------ DATA SECTION ------

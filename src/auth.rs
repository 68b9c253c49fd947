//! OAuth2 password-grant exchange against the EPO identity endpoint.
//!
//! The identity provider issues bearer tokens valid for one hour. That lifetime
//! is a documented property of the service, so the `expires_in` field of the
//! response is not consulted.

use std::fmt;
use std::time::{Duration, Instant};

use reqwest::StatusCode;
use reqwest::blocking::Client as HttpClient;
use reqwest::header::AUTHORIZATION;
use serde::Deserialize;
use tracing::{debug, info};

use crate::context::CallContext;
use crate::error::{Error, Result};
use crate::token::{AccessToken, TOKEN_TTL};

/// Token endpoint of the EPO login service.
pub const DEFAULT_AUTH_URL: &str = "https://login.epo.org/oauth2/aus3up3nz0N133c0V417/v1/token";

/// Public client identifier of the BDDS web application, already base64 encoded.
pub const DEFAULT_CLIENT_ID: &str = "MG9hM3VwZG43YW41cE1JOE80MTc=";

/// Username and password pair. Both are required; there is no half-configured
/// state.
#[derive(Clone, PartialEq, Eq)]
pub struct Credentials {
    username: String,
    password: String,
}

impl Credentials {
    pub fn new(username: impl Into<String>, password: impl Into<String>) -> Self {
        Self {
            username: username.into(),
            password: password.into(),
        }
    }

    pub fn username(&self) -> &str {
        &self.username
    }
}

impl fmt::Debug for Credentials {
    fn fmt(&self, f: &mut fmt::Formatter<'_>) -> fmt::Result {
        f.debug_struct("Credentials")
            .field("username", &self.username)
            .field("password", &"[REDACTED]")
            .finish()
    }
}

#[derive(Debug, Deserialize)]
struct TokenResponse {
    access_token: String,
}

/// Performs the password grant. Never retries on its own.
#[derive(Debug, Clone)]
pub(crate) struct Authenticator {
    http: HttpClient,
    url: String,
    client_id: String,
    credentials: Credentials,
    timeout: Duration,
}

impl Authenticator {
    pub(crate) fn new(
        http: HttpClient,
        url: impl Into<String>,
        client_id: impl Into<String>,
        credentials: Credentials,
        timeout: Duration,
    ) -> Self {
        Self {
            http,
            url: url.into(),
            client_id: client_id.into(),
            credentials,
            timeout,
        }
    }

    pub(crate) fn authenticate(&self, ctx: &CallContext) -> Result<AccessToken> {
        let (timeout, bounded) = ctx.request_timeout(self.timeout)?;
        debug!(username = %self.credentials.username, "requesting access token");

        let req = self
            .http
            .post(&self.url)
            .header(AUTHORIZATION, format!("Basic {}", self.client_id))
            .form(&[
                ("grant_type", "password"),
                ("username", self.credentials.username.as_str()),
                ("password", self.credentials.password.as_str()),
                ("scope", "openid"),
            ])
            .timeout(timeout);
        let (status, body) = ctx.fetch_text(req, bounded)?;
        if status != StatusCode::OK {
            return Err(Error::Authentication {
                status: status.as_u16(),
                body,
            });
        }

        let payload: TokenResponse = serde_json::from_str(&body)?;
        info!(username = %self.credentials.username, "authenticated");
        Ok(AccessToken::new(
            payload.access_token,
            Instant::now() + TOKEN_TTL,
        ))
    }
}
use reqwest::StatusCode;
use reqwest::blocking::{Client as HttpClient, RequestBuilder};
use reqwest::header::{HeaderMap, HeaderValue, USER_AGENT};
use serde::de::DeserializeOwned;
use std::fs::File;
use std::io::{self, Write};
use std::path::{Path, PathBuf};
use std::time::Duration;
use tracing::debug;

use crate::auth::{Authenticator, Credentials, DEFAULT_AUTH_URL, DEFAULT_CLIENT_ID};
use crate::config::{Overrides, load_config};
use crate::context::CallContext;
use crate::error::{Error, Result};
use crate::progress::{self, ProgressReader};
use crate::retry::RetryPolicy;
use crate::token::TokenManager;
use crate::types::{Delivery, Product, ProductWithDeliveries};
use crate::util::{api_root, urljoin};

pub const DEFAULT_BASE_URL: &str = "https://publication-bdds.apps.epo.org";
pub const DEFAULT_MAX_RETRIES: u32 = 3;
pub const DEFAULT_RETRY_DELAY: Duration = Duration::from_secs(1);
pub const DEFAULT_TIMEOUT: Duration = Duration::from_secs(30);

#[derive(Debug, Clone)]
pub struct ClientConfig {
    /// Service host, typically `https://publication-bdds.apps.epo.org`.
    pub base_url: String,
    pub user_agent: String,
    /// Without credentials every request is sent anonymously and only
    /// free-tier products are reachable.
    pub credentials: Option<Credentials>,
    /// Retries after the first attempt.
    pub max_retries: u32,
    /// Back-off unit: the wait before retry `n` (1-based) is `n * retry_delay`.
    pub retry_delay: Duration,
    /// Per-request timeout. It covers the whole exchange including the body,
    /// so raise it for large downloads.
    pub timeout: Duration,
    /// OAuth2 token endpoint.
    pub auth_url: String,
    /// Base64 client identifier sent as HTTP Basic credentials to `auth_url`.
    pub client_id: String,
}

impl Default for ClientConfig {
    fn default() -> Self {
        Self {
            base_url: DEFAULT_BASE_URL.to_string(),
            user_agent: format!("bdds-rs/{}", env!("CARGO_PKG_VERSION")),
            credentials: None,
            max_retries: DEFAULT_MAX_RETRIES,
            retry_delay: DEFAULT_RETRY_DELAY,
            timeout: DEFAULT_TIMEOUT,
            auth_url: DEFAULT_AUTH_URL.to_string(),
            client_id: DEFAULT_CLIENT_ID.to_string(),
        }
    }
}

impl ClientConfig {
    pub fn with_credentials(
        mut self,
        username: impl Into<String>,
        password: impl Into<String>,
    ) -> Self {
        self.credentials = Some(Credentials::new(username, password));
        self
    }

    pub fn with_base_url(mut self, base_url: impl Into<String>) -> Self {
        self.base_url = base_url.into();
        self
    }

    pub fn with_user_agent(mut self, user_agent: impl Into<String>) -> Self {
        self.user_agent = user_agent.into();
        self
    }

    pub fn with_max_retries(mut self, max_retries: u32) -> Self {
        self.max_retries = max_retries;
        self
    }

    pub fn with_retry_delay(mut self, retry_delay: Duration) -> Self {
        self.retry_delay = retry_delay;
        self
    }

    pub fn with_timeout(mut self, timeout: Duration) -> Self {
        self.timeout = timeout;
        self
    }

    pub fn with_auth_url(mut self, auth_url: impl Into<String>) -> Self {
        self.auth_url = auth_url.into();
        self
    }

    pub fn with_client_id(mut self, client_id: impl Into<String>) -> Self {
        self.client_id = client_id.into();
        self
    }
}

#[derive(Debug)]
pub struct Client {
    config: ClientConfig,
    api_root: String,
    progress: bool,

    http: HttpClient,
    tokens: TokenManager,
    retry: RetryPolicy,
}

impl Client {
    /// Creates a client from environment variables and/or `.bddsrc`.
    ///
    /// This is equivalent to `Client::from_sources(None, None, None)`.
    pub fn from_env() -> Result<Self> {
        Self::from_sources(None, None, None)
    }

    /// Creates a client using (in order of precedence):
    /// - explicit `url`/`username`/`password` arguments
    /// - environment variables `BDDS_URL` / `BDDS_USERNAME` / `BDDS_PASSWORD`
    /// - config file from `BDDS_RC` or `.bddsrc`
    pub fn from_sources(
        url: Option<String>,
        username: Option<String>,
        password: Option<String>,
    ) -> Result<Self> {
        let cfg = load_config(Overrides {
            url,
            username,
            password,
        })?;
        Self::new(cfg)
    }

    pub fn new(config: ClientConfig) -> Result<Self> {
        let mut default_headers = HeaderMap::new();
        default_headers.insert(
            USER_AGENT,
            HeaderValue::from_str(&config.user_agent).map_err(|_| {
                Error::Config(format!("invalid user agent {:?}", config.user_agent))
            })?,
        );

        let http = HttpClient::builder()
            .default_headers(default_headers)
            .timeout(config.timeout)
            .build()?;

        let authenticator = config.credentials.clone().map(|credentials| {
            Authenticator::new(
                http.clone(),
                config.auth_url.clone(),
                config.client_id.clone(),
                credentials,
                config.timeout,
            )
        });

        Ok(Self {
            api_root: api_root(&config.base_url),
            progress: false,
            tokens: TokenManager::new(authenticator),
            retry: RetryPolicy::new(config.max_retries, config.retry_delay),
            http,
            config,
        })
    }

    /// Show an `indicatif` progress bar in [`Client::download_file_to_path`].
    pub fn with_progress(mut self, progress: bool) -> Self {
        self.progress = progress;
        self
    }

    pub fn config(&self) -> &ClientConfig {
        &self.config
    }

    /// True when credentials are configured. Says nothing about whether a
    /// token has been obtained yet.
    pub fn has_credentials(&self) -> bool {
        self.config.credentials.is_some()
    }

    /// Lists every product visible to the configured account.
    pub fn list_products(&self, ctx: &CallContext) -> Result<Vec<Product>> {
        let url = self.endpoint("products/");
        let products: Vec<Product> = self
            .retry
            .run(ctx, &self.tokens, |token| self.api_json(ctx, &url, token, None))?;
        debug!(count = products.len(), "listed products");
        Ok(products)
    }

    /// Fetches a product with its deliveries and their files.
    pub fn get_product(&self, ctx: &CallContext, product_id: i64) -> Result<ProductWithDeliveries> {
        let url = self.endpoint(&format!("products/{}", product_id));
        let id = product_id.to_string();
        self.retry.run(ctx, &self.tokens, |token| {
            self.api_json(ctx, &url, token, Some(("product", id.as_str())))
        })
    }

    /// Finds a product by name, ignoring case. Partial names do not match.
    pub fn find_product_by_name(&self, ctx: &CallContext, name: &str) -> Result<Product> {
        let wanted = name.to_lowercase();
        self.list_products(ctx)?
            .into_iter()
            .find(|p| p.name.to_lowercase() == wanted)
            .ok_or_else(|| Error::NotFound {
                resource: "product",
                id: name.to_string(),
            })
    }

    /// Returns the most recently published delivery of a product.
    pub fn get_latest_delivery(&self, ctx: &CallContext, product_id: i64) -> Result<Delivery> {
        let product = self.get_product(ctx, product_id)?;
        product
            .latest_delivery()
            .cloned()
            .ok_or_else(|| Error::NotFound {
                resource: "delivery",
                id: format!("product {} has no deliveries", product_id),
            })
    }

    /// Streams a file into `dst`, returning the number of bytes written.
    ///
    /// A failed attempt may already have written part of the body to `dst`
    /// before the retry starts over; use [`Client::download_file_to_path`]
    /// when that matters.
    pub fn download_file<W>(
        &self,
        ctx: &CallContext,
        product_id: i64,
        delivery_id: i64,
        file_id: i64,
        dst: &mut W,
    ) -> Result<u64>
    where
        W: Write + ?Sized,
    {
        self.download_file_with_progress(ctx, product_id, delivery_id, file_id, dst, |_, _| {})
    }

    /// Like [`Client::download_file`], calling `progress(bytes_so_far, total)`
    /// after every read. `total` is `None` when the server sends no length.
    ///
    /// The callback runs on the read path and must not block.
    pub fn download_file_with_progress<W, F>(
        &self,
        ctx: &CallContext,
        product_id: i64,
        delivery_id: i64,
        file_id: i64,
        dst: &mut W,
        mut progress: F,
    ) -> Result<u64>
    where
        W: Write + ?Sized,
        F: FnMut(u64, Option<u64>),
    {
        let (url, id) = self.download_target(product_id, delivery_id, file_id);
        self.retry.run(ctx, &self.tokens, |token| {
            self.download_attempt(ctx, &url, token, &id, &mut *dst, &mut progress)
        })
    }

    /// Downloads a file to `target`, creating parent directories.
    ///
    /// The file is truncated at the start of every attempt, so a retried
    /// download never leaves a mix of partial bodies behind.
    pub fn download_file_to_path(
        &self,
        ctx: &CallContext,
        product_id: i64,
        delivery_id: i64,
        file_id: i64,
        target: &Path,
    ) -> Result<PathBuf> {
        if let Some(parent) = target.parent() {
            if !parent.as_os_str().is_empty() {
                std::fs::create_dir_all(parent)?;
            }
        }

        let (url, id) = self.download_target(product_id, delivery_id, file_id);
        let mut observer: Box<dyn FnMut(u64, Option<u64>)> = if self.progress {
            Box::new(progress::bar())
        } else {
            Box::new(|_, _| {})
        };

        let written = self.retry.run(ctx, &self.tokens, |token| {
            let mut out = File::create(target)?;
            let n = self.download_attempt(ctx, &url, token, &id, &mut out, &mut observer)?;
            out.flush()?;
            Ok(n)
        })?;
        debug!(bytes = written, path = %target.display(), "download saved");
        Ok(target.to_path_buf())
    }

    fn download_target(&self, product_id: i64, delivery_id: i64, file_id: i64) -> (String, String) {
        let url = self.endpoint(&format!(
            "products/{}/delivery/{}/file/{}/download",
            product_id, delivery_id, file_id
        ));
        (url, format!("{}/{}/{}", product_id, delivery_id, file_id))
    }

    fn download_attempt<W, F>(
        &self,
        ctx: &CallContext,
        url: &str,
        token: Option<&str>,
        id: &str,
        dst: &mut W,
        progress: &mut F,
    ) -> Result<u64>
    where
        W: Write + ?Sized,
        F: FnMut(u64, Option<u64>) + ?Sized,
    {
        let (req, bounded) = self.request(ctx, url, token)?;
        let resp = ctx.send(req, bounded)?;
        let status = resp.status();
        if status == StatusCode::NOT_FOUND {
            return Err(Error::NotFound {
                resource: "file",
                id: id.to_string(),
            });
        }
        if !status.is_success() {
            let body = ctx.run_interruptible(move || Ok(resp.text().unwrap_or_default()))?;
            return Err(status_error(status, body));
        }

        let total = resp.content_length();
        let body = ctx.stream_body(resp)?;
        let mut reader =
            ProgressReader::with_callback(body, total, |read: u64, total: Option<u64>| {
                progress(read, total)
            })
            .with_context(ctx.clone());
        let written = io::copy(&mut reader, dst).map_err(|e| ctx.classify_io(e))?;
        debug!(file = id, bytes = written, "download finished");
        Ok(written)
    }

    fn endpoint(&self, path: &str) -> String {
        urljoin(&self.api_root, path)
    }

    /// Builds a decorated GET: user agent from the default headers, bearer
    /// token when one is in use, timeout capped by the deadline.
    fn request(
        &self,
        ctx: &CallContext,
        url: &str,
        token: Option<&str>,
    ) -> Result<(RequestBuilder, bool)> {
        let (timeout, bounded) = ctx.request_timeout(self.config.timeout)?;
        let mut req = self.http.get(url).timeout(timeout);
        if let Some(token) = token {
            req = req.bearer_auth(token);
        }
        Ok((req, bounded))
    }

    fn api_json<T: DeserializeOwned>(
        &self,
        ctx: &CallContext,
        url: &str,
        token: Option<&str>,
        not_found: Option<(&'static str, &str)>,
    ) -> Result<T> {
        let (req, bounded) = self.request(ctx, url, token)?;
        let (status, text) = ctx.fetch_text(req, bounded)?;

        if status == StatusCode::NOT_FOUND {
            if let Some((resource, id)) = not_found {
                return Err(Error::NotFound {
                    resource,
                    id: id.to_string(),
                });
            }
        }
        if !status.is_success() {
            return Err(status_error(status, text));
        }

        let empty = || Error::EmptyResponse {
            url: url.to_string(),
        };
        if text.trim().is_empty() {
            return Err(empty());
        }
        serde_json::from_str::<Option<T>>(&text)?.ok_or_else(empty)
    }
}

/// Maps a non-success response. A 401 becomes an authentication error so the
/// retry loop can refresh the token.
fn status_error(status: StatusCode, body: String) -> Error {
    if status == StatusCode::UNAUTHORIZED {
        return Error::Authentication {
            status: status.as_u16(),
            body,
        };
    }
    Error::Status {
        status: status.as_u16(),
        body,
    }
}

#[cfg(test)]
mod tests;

------

Would you copy out exactly the lines above that start at the one containing "use std::fmt;" and end at the one containing "pub const DEFAULT_CLIENT_ID: &str", inclusive?

[EXPECTED ANSWER]:
use std::fmt;
use std::time::{Duration, Instant};

use reqwest::StatusCode;
use reqwest::blocking::Client as HttpClient;
use reqwest::header::AUTHORIZATION;
use serde::Deserialize;
use tracing::{debug, info};

use crate::context::CallContext;
use crate::error::{Error, Result};
use crate::token::{AccessToken, TOKEN_TTL};

/// Token endpoint of the EPO login service.
pub const DEFAULT_AUTH_URL: &str = "https://login.epo.org/oauth2/aus3up3nz0N133c0V417/v1/token";

/// Public client identifier of the BDDS web application, already base64 encoded.
pub const DEFAULT_CLIENT_ID: &str = "MG9hM3VwZG43YW41cE1JOE80MTc=";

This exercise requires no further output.